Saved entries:
====

//! # GeoTIFF Fetcher Library
//!
//! Fetches satellite imagery from a remote imagery platform for a time range and
//! area of interest, and turns it into a single GeoTIFF with the GDAL tools.
//!
//! ## Features
//!
//! - **Scene or tile mode**: fetch whole catalog scenes, or a regular tile grid
//!   covering the area of interest
//! - **Bounded parallelism**: fetches fan out over a fixed number of workers and
//!   one failing unit never cancels its siblings
//! - **Deterministic output**: every unit lands under a name derived from its key,
//!   and the mosaic step consumes an explicit manifest
//! - **Post-processing**: optional resample, cutline clip and reprojection
//! - **Upload**: optional copy to a `gs://` bucket
//!
//! ## Quick Start
//!
//! ```no_run
//! use geotiff_fetcher::pipeline::{PipelineContext, PipelineDriver};
//! use geotiff_fetcher::platform::client::PlatformClient;
//! use geotiff_fetcher::platform::config::PlatformConfig;
//! use geotiff_fetcher::tools::ProcessRunner;
//! use std::sync::Arc;
//!
//! # async fn example() -> Result<(), Box<dyn std::error::Error>> {
//! let platform = Arc::new(PlatformClient::new(PlatformConfig::new("https://imagery.example.com/v1"))?);
//! let context = PipelineContext::new("landsat:LC08:01:RT:TOAR", "/data/out.tif");
//!
//! let mut driver = PipelineDriver::new(Arc::new(context), platform, Arc::new(ProcessRunner::new()));
//! let report = driver.run().await?;
//! println!("wrote {}", report.output_path.display());
//! # Ok(())
//! # }
//! ```
//!
//! ## Architecture
//!
//! - [`platform`] - Imagery platform client (catalog search, tile grid, raster fetch)
//! - [`pipeline`] - Enumeration, rasterization, dispatch and the stage driver
//! - [`output`] - Raster file naming and the mosaic manifest
//! - [`tools`] - External GDAL command execution
//! - [`storage`] - Cloud bucket upload
//! - [`cli`] - Command line surface and input validation

#![warn(missing_docs)]
#![warn(clippy::all)]

use chrono::NaiveDateTime;
use serde::{Deserialize, Serialize};
use serde_json::Value;
use std::fmt;
use std::path::{Path, PathBuf};

/// Command line surface and input validation
pub mod cli;

/// Raster naming and manifest output
pub mod output;

/// Retrieval pipeline and stage driver
pub mod pipeline;

/// Imagery platform client
pub mod platform;

/// Cloud bucket upload
pub mod storage;

/// External raster tool execution
pub mod tools;

pub use pipeline::{PipelineContext, PipelineDriver, PipelineState};

/// Datetime format used on the wire (second precision, no zone)
pub const DATETIME_FORMAT: &str = "%Y-%m-%dT%H:%M:%S";

/// Inclusive acquisition time window. Either bound may be open.
#[derive(Debug, Clone, Copy, Default, PartialEq, Eq, Serialize, Deserialize)]
pub struct TimeRange {
    /// Inclusive start
    pub start: Option<NaiveDateTime>,
    /// Inclusive end
    pub end: Option<NaiveDateTime>,
}

impl TimeRange {
    /// Create a time range from optional bounds
    pub fn new(start: Option<NaiveDateTime>, end: Option<NaiveDateTime>) -> Self {
        Self { start, end }
    }

    /// Time range with both bounds open
    pub fn unbounded() -> Self {
        Self::default()
    }

    /// Start bound formatted for the platform
    pub fn start_param(&self) -> Option<String> {
        self.start.map(|dt| dt.format(DATETIME_FORMAT).to_string())
    }

    /// End bound formatted for the platform
    pub fn end_param(&self) -> Option<String> {
        self.end.map(|dt| dt.format(DATETIME_FORMAT).to_string())
    }
}

impl fmt::Display for TimeRange {
    fn fmt(&self, f: &mut fmt::Formatter<'_>) -> fmt::Result {
        let start = self.start_param().unwrap_or_else(|| "..".to_string());
        let end = self.end_param().unwrap_or_else(|| "..".to_string());
        write!(f, "{start}/{end}")
    }
}

/// Opaque scene identifier from the remote catalog
#[derive(Debug, Clone, PartialEq, Eq, Hash, Serialize, Deserialize)]
#[serde(transparent)]
pub struct SceneId(String);

impl SceneId {
    /// Wrap a catalog identifier
    pub fn new(id: impl Into<String>) -> Self {
        Self(id.into())
    }

    /// Borrow the raw identifier
    pub fn as_str(&self) -> &str {
        &self.0
    }
}

impl fmt::Display for SceneId {
    fn fmt(&self, f: &mut fmt::Formatter<'_>) -> fmt::Result {
        f.write_str(&self.0)
    }
}

impl From<&str> for SceneId {
    fn from(id: &str) -> Self {
        Self::new(id)
    }
}

impl From<String> for SceneId {
    fn from(id: String) -> Self {
        Self(id)
    }
}

/// A regular grid cell over the area of interest
#[derive(Debug, Clone, PartialEq, Serialize, Deserialize)]
pub struct Tile {
    /// Stable key, unique within one grid
    pub key: String,
    /// Tile footprint as a GeoJSON geometry
    pub geometry: Value,
    /// Tile edge length in pixels
    pub tilesize: u32,
    /// Pixel size in meters
    pub resolution: f64,
    /// Padding in pixels around the tile
    pub pad: u32,
    /// The tile feature exactly as the platform described it; passed back on
    /// per-tile catalog and raster requests
    pub feature: Value,
}

impl Tile {
    /// Build an unpadded tile and synthesize its platform feature
    pub fn new(key: impl Into<String>, geometry: Value, tilesize: u32, resolution: f64) -> Self {
        let key = key.into();
        let feature = serde_json::json!({
            "type": "Feature",
            "geometry": geometry,
            "properties": {
                "key": key,
                "tilesize": tilesize,
                "resolution": resolution,
                "pad": 0,
            },
        });

        Self {
            key,
            geometry,
            tilesize,
            resolution,
            pad: 0,
            feature,
        }
    }
}

/// One independently fetchable unit of imagery
#[derive(Debug, Clone, PartialEq)]
pub enum WorkUnit {
    /// A whole catalog scene
    Scene(SceneId),
    /// A grid tile composited from every scene that touches it
    Tile(Tile),
}

impl WorkUnit {
    /// Stable identifier used for logging and output naming
    pub fn key(&self) -> &str {
        match self {
            WorkUnit::Scene(id) => id.as_str(),
            WorkUnit::Tile(tile) => &tile.key,
        }
    }

    /// Short label for the unit type
    pub fn kind(&self) -> &'static str {
        match self {
            WorkUnit::Scene(_) => "scene",
            WorkUnit::Tile(_) => "tile",
        }
    }
}

/// Everything needed to fetch one work unit
#[derive(Debug, Clone)]
pub struct FetchRequest {
    /// The unit to fetch
    pub unit: WorkUnit,
    /// Platform product identifier
    pub product_id: String,
    /// Requested bands; `None` means every band of the product
    pub bands: Option<Vec<String>>,
    /// Acquisition window
    pub time_range: TimeRange,
    /// Output path without extension
    pub output_prefix: PathBuf,
}

/// Outcome of fetching one work unit
#[derive(Debug, Clone, PartialEq, Eq)]
pub enum FetchOutcome {
    /// A raster was written to the given path
    Written(PathBuf),
    /// The platform had no imagery for this unit
    NoData,
    /// The fetch failed; the unit is absent from the mosaic
    Failed(String),
}

/// Result of one work unit, produced exactly once per unit
#[derive(Debug, Clone, PartialEq, Eq)]
pub struct FetchResult {
    /// Key of the unit this result belongs to
    pub key: String,
    /// What happened
    pub outcome: FetchOutcome,
}

impl FetchResult {
    /// Successful fetch
    pub fn written(key: impl Into<String>, path: impl Into<PathBuf>) -> Self {
        Self {
            key: key.into(),
            outcome: FetchOutcome::Written(path.into()),
        }
    }

    /// Soft failure: nothing to fetch
    pub fn no_data(key: impl Into<String>) -> Self {
        Self {
            key: key.into(),
            outcome: FetchOutcome::NoData,
        }
    }

    /// Hard failure isolated to this unit
    pub fn failed(key: impl Into<String>, detail: impl Into<String>) -> Self {
        Self {
            key: key.into(),
            outcome: FetchOutcome::Failed(detail.into()),
        }
    }

    /// Whether a raster was produced
    pub fn is_success(&self) -> bool {
        matches!(self.outcome, FetchOutcome::Written(_))
    }

    /// Path of the produced raster, present iff the fetch succeeded
    pub fn output_path(&self) -> Option<&Path> {
        match &self.outcome {
            FetchOutcome::Written(path) => Some(path),
            _ => None,
        }
    }

    /// Failure detail, present iff the fetch did not succeed
    pub fn error(&self) -> Option<&str> {
        match &self.outcome {
            FetchOutcome::Written(_) => None,
            FetchOutcome::NoData => Some("no data"),
            FetchOutcome::Failed(detail) => Some(detail),
        }
    }

    /// Same unit, raster moved to a new path. Non-success results are returned as is.
    pub fn relocated(&self, path: impl Into<PathBuf>) -> Self {
        match self.outcome {
            FetchOutcome::Written(_) => Self::written(self.key.clone(), path),
            _ => self.clone(),
        }
    }
}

====

In the records above, find each line that mentions the string "error", then copy it.

Answer box:
//! # async fn example() -> Result<(), Box<dyn std::error::Error>> {
    pub fn error(&self) -> Option<&str> {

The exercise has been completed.